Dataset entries
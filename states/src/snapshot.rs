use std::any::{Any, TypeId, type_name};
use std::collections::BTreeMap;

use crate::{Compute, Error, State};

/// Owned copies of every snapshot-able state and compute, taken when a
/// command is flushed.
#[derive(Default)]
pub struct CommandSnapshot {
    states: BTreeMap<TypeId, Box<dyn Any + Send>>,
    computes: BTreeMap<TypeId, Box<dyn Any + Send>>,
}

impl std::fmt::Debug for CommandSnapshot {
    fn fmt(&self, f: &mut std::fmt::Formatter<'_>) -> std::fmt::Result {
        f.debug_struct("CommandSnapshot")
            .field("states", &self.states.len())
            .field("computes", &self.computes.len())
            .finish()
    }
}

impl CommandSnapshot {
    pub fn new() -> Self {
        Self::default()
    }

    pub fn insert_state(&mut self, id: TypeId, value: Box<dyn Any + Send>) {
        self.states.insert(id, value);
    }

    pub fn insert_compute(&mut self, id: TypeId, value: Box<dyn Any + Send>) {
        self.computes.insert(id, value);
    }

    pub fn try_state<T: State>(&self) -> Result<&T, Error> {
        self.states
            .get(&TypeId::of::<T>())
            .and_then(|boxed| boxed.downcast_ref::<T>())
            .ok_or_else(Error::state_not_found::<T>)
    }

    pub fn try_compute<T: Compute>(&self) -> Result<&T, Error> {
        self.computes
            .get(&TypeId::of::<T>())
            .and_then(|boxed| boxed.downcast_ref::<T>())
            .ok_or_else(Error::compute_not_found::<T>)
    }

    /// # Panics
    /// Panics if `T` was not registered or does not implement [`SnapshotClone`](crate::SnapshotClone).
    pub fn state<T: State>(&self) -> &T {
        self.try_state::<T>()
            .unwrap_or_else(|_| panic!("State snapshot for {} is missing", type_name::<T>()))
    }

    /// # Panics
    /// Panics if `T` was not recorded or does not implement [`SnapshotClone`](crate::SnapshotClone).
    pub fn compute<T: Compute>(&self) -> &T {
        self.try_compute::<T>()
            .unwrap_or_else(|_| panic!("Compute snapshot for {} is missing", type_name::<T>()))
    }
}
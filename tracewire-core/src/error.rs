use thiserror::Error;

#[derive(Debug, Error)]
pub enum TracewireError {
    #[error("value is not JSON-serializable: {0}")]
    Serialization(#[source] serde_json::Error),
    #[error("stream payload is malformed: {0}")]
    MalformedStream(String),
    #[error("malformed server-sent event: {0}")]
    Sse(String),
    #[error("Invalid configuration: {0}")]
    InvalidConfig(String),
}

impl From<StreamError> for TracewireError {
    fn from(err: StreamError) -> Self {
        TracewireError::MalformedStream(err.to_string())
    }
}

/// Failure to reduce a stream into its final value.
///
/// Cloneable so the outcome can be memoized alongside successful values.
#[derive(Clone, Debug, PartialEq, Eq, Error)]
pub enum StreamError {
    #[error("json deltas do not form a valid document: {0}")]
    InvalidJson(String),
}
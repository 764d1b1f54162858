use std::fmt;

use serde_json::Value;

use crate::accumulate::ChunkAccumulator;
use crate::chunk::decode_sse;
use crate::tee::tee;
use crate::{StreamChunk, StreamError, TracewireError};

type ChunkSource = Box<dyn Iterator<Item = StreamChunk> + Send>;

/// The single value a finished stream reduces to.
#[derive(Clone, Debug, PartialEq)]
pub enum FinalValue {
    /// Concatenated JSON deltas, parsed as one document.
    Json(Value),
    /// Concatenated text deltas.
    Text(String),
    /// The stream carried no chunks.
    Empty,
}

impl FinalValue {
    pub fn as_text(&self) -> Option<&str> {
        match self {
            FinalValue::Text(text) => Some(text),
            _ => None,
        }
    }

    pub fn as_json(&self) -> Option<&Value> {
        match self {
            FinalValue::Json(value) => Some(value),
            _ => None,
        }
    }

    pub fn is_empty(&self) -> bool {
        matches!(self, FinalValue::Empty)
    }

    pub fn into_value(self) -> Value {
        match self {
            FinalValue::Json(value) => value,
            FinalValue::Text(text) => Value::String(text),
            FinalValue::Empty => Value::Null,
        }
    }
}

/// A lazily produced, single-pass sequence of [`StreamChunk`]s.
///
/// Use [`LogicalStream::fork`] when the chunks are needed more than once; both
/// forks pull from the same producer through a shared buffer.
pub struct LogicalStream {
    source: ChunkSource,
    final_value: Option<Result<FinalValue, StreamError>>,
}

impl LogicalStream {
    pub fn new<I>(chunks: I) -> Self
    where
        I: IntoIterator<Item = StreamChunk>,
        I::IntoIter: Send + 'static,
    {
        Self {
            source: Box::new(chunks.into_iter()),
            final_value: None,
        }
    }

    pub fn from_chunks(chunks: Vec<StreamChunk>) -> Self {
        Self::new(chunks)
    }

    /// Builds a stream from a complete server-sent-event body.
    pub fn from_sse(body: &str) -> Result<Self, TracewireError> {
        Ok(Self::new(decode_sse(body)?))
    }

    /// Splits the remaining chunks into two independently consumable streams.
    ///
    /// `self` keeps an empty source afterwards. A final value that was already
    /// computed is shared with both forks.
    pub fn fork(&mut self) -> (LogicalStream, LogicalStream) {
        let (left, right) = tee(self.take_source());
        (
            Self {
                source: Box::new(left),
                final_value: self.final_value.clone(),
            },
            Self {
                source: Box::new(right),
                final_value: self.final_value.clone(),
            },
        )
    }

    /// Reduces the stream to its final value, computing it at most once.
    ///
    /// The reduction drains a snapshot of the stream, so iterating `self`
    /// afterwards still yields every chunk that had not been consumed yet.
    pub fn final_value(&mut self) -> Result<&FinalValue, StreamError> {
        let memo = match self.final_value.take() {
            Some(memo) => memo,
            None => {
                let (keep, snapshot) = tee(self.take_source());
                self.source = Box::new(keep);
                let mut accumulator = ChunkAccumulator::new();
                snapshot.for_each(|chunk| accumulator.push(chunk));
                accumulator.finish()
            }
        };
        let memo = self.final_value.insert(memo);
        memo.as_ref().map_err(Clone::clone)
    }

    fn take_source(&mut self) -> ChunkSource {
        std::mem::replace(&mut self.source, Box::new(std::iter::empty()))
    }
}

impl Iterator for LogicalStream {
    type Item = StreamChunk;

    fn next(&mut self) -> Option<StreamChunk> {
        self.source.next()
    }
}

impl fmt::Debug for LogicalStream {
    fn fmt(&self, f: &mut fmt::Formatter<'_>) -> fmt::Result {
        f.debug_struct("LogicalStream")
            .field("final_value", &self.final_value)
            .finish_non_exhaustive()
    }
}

**TASK:**
Line by line, copy the data above.

**EXERCISE ANSWER:**
filename states/src/snapshot.rs
use std::any::{Any, TypeId, type_name};
use std::collections::BTreeMap;

use crate::{Compute, Error, State};

/// Owned copies of every snapshot-able state and compute, taken when a
/// command is flushed.
#[derive(Default)]
pub struct CommandSnapshot {
    states: BTreeMap<TypeId, Box<dyn Any + Send>>,
    computes: BTreeMap<TypeId, Box<dyn Any + Send>>,
}

impl std::fmt::Debug for CommandSnapshot {
    fn fmt(&self, f: &mut std::fmt::Formatter<'_>) -> std::fmt::Result {
        f.debug_struct("CommandSnapshot")
            .field("states", &self.states.len())
            .field("computes", &self.computes.len())
            .finish()
    }
}

impl CommandSnapshot {
    pub fn new() -> Self {
        Self::default()
    }

    pub fn insert_state(&mut self, id: TypeId, value: Box<dyn Any + Send>) {
        self.states.insert(id, value);
    }

    pub fn insert_compute(&mut self, id: TypeId, value: Box<dyn Any + Send>) {
        self.computes.insert(id, value);
    }

    pub fn try_state<T: State>(&self) -> Result<&T, Error> {
        self.states
            .get(&TypeId::of::<T>())
            .and_then(|boxed| boxed.downcast_ref::<T>())
            .ok_or_else(Error::state_not_found::<T>)
    }

    pub fn try_compute<T: Compute>(&self) -> Result<&T, Error> {
        self.computes
            .get(&TypeId::of::<T>())
            .and_then(|boxed| boxed.downcast_ref::<T>())
            .ok_or_else(Error::compute_not_found::<T>)
    }

    /// # Panics
    /// Panics if `T` was not registered or does not implement [`SnapshotClone`](crate::SnapshotClone).
    pub fn state<T: State>(&self) -> &T {
        self.try_state::<T>()
            .unwrap_or_else(|_| panic!("State snapshot for {} is missing", type_name::<T>()))
    }

    /// # Panics
    /// Panics if `T` was not recorded or does not implement [`SnapshotClone`](crate::SnapshotClone).
    pub fn compute<T: Compute>(&self) -> &T {
        self.try_compute::<T>()
            .unwrap_or_else(|_| panic!("Compute snapshot for {} is missing", type_name::<T>()))
    }
}
filename tracewire-core/src/error.rs
use thiserror::Error;

#[derive(Debug, Error)]
pub enum TracewireError {
    #[error("value is not JSON-serializable: {0}")]
    Serialization(#[source] serde_json::Error),
    #[error("stream payload is malformed: {0}")]
    MalformedStream(String),
    #[error("malformed server-sent event: {0}")]
    Sse(String),
    #[error("Invalid configuration: {0}")]
    InvalidConfig(String),
}

impl From<StreamError> for TracewireError {
    fn from(err: StreamError) -> Self {
        TracewireError::MalformedStream(err.to_string())
    }
}

/// Failure to reduce a stream into its final value.
///
/// Cloneable so the outcome can be memoized alongside successful values.
#[derive(Clone, Debug, PartialEq, Eq, Error)]
pub enum StreamError {
    #[error("json deltas do not form a valid document: {0}")]
    InvalidJson(String),
}
repository 764d1b1f54162858
use std::fmt;

use serde_json::Value;

use crate::accumulate::ChunkAccumulator;
use crate::chunk::decode_sse;
use crate::tee::tee;
use crate::{StreamChunk, StreamError, TracewireError};

type ChunkSource = Box<dyn Iterator<Item = StreamChunk> + Send>;

/// The single value a finished stream reduces to.
#[derive(Clone, Debug, PartialEq)]
pub enum FinalValue {
    /// Concatenated JSON deltas, parsed as one document.
    Json(Value),
    /// Concatenated text deltas.
    Text(String),
    /// The stream carried no chunks.
    Empty,
}

impl FinalValue {
    pub fn as_text(&self) -> Option<&str> {
        match self {
            FinalValue::Text(text) => Some(text),
            _ => None,
        }
    }

    pub fn as_json(&self) -> Option<&Value> {
        match self {
            FinalValue::Json(value) => Some(value),
            _ => None,
        }
    }

    pub fn is_empty(&self) -> bool {
        matches!(self, FinalValue::Empty)
    }

    pub fn into_value(self) -> Value {
        match self {
            FinalValue::Json(value) => value,
            FinalValue::Text(text) => Value::String(text),
            FinalValue::Empty => Value::Null,
        }
    }
}

/// A lazily produced, single-pass sequence of [`StreamChunk`]s.
///
/// Use [`LogicalStream::fork`] when the chunks are needed more than once; both
/// forks pull from the same producer through a shared buffer.
pub struct LogicalStream {
    source: ChunkSource,
    final_value: Option<Result<FinalValue, StreamError>>,
}

impl LogicalStream {
    pub fn new<I>(chunks: I) -> Self
    where
        I: IntoIterator<Item = StreamChunk>,
        I::IntoIter: Send + 'static,
    {
        Self {
            source: Box::new(chunks.into_iter()),
            final_value: None,
        }
    }

    pub fn from_chunks(chunks: Vec<StreamChunk>) -> Self {
        Self::new(chunks)
    }

    /// Builds a stream from a complete server-sent-event body.
    pub fn from_sse(body: &str) -> Result<Self, TracewireError> {
        Ok(Self::new(decode_sse(body)?))
    }

    /// Splits the remaining chunks into two independently consumable streams.
    ///
    /// `self` keeps an empty source afterwards. A final value that was already
    /// computed is shared with both forks.
    pub fn fork(&mut self) -> (LogicalStream, LogicalStream) {
        let (left, right) = tee(self.take_source());
        (
            Self {
                source: Box::new(left),
                final_value: self.final_value.clone(),
            },
            Self {
                source: Box::new(right),
                final_value: self.final_value.clone(),
            },
        )
    }

    /// Reduces the stream to its final value, computing it at most once.
    ///
    /// The reduction drains a snapshot of the stream, so iterating `self`
    /// afterwards still yields every chunk that had not been consumed yet.
    pub fn final_value(&mut self) -> Result<&FinalValue, StreamError> {
        let memo = match self.final_value.take() {
            Some(memo) => memo,
            None => {
                let (keep, snapshot) = tee(self.take_source());
                self.source = Box::new(keep);
                let mut accumulator = ChunkAccumulator::new();
                snapshot.for_each(|chunk| accumulator.push(chunk));
                accumulator.finish()
            }
        };
        let memo = self.final_value.insert(memo);
        memo.as_ref().map_err(Clone::clone)
    }

    fn take_source(&mut self) -> ChunkSource {
        std::mem::replace(&mut self.source, Box::new(std::iter::empty()))
    }
}

impl Iterator for LogicalStream {
    type Item = StreamChunk;

    fn next(&mut self) -> Option<StreamChunk> {
        self.source.next()
    }
}

impl fmt::Debug for LogicalStream {
    fn fmt(&self, f: &mut fmt::Formatter<'_>) -> fmt::Result {
        f.debug_struct("LogicalStream")
            .field("final_value", &self.final_value)
            .finish_non_exhaustive()
    }
}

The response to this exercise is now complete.